Qualcosa però si può fare, non tanto con strumenti come telecamere o altri dispositivi che spesso non fanno che confermare la presenza del pericolo, «tanto che i soldati impiegati sul controllo del territorio sono stati privati degli aspetti esteriori del loro status proprio per non creare allarmismo», osserva Amendola. A volte basta capire che l’ansia è sintomo di qualcos’altro: alcuni anni fa, in Francia, una richiesta continua di soccorso da parte degli abitanti di alcune aree periferiche «a rischio» è stata risolta creando una sorta di vigilanza orizzontale, in pratica una rete di videocamere visibile anche dagli appartamenti, che creava un’occasione di incontro tra i vicini: «Una soluzione del genere crea problemi di privacy, ma le chiamate al “113” francese sono diminuite dell’85 per cento, a dimostrare che quella percepita come una richiesta di sicurezza era invece una domanda di vicinato», spiega Amendola. Si spiega così anche il successo del servizio di accompagnamento anziani in posta o in banca istituiti da alcuni comuni, «o i Percorsi di Pollicino, tragitti protetti creati in due quartieri residenziali di Napoli per consentire ai bambini di andare a scuola in sicurezza creando sulla strada che dovevano percorrere una serie di punti – negozi e stabili contraddistinti da un adesivo riconoscibile – cui si potevano rivolgere per aiuto».

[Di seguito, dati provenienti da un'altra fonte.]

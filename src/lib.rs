//! # srcpatch
//!
//! Batch-edits the source files of a directory tree in place.
//!
//! ## Features
//!
//! - Recursive file selection by extension, with directory and file name exclusions
//! - Prepends an `#include "<header>"` line (typically a precompiled header)
//! - Converts files to UTF-8, detecting the source encoding in-process
//! - Atomic write-back with optional backups and a dry-run mode
//!
//! ## Quick Start
//!
//! ```no_run
//! use srcpatch::{Config, FileFilterConfig, Pipeline};
//!
//! # fn main() -> anyhow::Result<()> {
//! let config = Config::builder()
//!     .root_dir("./src")
//!     .file_filter_config(
//!         FileFilterConfig::new()
//!             .extensions(vec!["cpp".into(), "h".into()])
//!             .exclude_directories(vec!["third_party".into()]),
//!     )
//!     .normalize_encoding(true)
//!     .prepend_header("stdafx.h")
//!     .build()?;
//!
//! Pipeline::new(config)?.run()?.print_summary();
//! # Ok(())
//! # }
//! ```
//!
//! ## Architecture
//!
//! 1. **Scanner**: walks the tree and selects files
//! 2. **Workers**: transform each selected file in order, encoding first
//! 3. **Pipeline**: drives the workers and isolates per-file failures

#![warn(
    missing_docs,
    rust_2018_idioms,
    unreachable_pub,
    clippy::all,
    clippy::pedantic,
    clippy::nursery
)]
#![allow(clippy::module_name_repetitions)]

mod config;
mod error;
mod file;
mod filter;
mod pipeline;
mod scanner;

pub mod encoding;
pub mod header;
pub mod worker;

pub use config::{Config, ConfigBuilder};
pub use error::{Error, Result};
pub use file::{FileRef, FileWriter};
pub use filter::FileFilterConfig;
pub use pipeline::{FileFailure, Pipeline, PipelineStats};
pub use scanner::{ScanStats, Selection, select};
pub use worker::{Outcome, Worker, WorkerKind};

/// Runs the complete pipeline with the given configuration.
///
/// # Errors
///
/// Returns an error if the configuration is invalid.
///
/// # Examples
///
/// ```no_run
/// use srcpatch::{Config, run};
///
/// # fn main() -> anyhow::Result<()> {
/// let config = Config::builder()
///     .root_dir(".")
///     .normalize_encoding(true)
///     .build()?;
///
/// let stats = run(config)?;
/// println!("Modified {} files", stats.modified_files);
/// # Ok(())
/// # }
/// ```
pub fn run(config: Config) -> Result<PipelineStats> {
    Pipeline::new(config)?.run()
}
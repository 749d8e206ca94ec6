//! File transformations applied by the pipeline.

use crate::{
    config::Config,
    encoding::{EncodingNormalizer, Normalized},
    error::{Error, Result},
    file::{FileRef, FileWriter},
    header::HeaderPrepender,
};
use serde::Serialize;
use tracing::{debug, warn};

/// Effect of applying a worker to one file.
#[derive(Debug, Clone, PartialEq, Eq)]
pub enum Outcome {
    /// File content was replaced
    Modified {
        /// Human-readable description of the change
        detail: String,
    },
    /// Nothing to do
    Unchanged,
    /// File was deliberately left alone; later workers do not run on it
    Skipped {
        /// Why the file was skipped
        reason: String,
    },
}

/// Kind of worker, for reporting.
#[derive(Debug, Clone, Copy, PartialEq, Eq, Hash, PartialOrd, Ord, Serialize)]
#[serde(rename_all = "snake_case")]
pub enum WorkerKind {
    /// Encoding normalization
    NormalizeEncoding,
    /// Header prepending
    PrependHeader,
}

/// A single file transformation.
#[derive(Debug, Clone)]
pub enum Worker {
    /// Converts files to UTF-8
    NormalizeEncoding(EncodingNormalizer),
    /// Inserts an include line at the top of files
    PrependHeader(HeaderPrepender),
}

impl Worker {
    /// Builds the worker list for `config`.
    ///
    /// Encoding normalization always comes first so that the ASCII include
    /// line is never run through a conversion.
    #[must_use]
    pub fn ordered(config: &Config) -> Vec<Self> {
        let mut workers = Vec::with_capacity(2);

        if config.normalize_encoding {
            workers.push(Self::NormalizeEncoding(EncodingNormalizer::new(
                config.source_encoding,
            )));
        }

        if let Some(ref header) = config.prepend_header {
            workers.push(Self::PrependHeader(HeaderPrepender::new(
                header,
                config.force_prepend,
            )));
        }

        workers
    }

    /// Returns the kind of this worker.
    #[must_use]
    pub const fn kind(&self) -> WorkerKind {
        match self {
            Self::NormalizeEncoding(_) => WorkerKind::NormalizeEncoding,
            Self::PrependHeader(_) => WorkerKind::PrependHeader,
        }
    }

    /// Reads `file`, transforms it and writes it back through `writer`.
    ///
    /// # Errors
    ///
    /// Returns an error if the file cannot be read, decoded or written.
    /// An encoding that cannot be classified is not an error: the file is
    /// reported as [`Outcome::Skipped`].
    pub fn apply(&self, file: &FileRef, writer: &FileWriter) -> Result<Outcome> {
        let mut content = file.read_bytes()?;
        let outcome = self.transform(file, &mut content)?;

        if matches!(outcome, Outcome::Modified { .. }) {
            writer.replace(file, &content)?;
        }

        Ok(outcome)
    }

    /// Transforms the bytes of `file` in memory.
    ///
    /// `content` is replaced only when the outcome is [`Outcome::Modified`].
    ///
    /// # Errors
    ///
    /// Returns an error if the content cannot be decoded.
    pub fn transform(&self, file: &FileRef, content: &mut Vec<u8>) -> Result<Outcome> {
        match self {
            Self::NormalizeEncoding(normalizer) => match normalizer.normalize(content, file.path()) {
                Ok(Normalized::Unchanged) => Ok(Outcome::Unchanged),
                Ok(Normalized::Binary) => {
                    debug!("Skipping binary file: {}", file.relative_path);
                    Ok(Outcome::Skipped {
                        reason: "binary content".to_string(),
                    })
                }
                Ok(Normalized::Converted { from, bytes }) => {
                    *content = bytes;
                    Ok(Outcome::Modified {
                        detail: format!("converted {} to UTF-8", from.name()),
                    })
                }
                Err(e @ Error::AmbiguousEncoding { .. }) => {
                    warn!("{e}; leaving file untouched");
                    Ok(Outcome::Skipped {
                        reason: e.to_string(),
                    })
                }
                Err(e) => Err(e),
            },
            Self::PrependHeader(prepender) => match prepender.prepend(content) {
                Some(bytes) => {
                    *content = bytes;
                    Ok(Outcome::Modified {
                        detail: format!("prepended {}", prepender.include_line().trim_end()),
                    })
                }
                None => {
                    debug!("Header already present: {}", file.relative_path);
                    Ok(Outcome::Unchanged)
                }
            },
        }
    }
}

La paura insomma si supera combattendo l’isolamento e creando occasioni di coinvolgimento e confronto. E anche di scontro, purché gestito correttamente: «È importante imparare a litigare, a gestire i conflitti facendo valere le proprie ragioni senza prepotenza: in una società liquida come la nostra è molto più efficace che delegare la soluzione dei problemi a una gerarchia autoritaria. Se messe nelle situazioni giuste, le persone sono in grado di trovare delle soluzioni», spiega Novara. Alcune cose sono più semplici di altre: per i bambini è più facile accettare i compagni stranieri perché hanno meno imprinting culturale, «e c’è da sperare che la scuola italiana continui a fare il buon lavoro che ha fatto finora», sottolinea Novara. Che conclude: «In molte zone del paese non c’è nessun problema a trovare un luogo dove gli islamici possano pregare, per la costruzione di minareti invece c’è ancora qualche resistenza, interferiscono troppo nell’identità di campanile… magari tra qualche anno. Intanto oggi la crisi economica ha preso il posto, nelle preoccupazioni degli italiani, dei problemi con gli stranieri».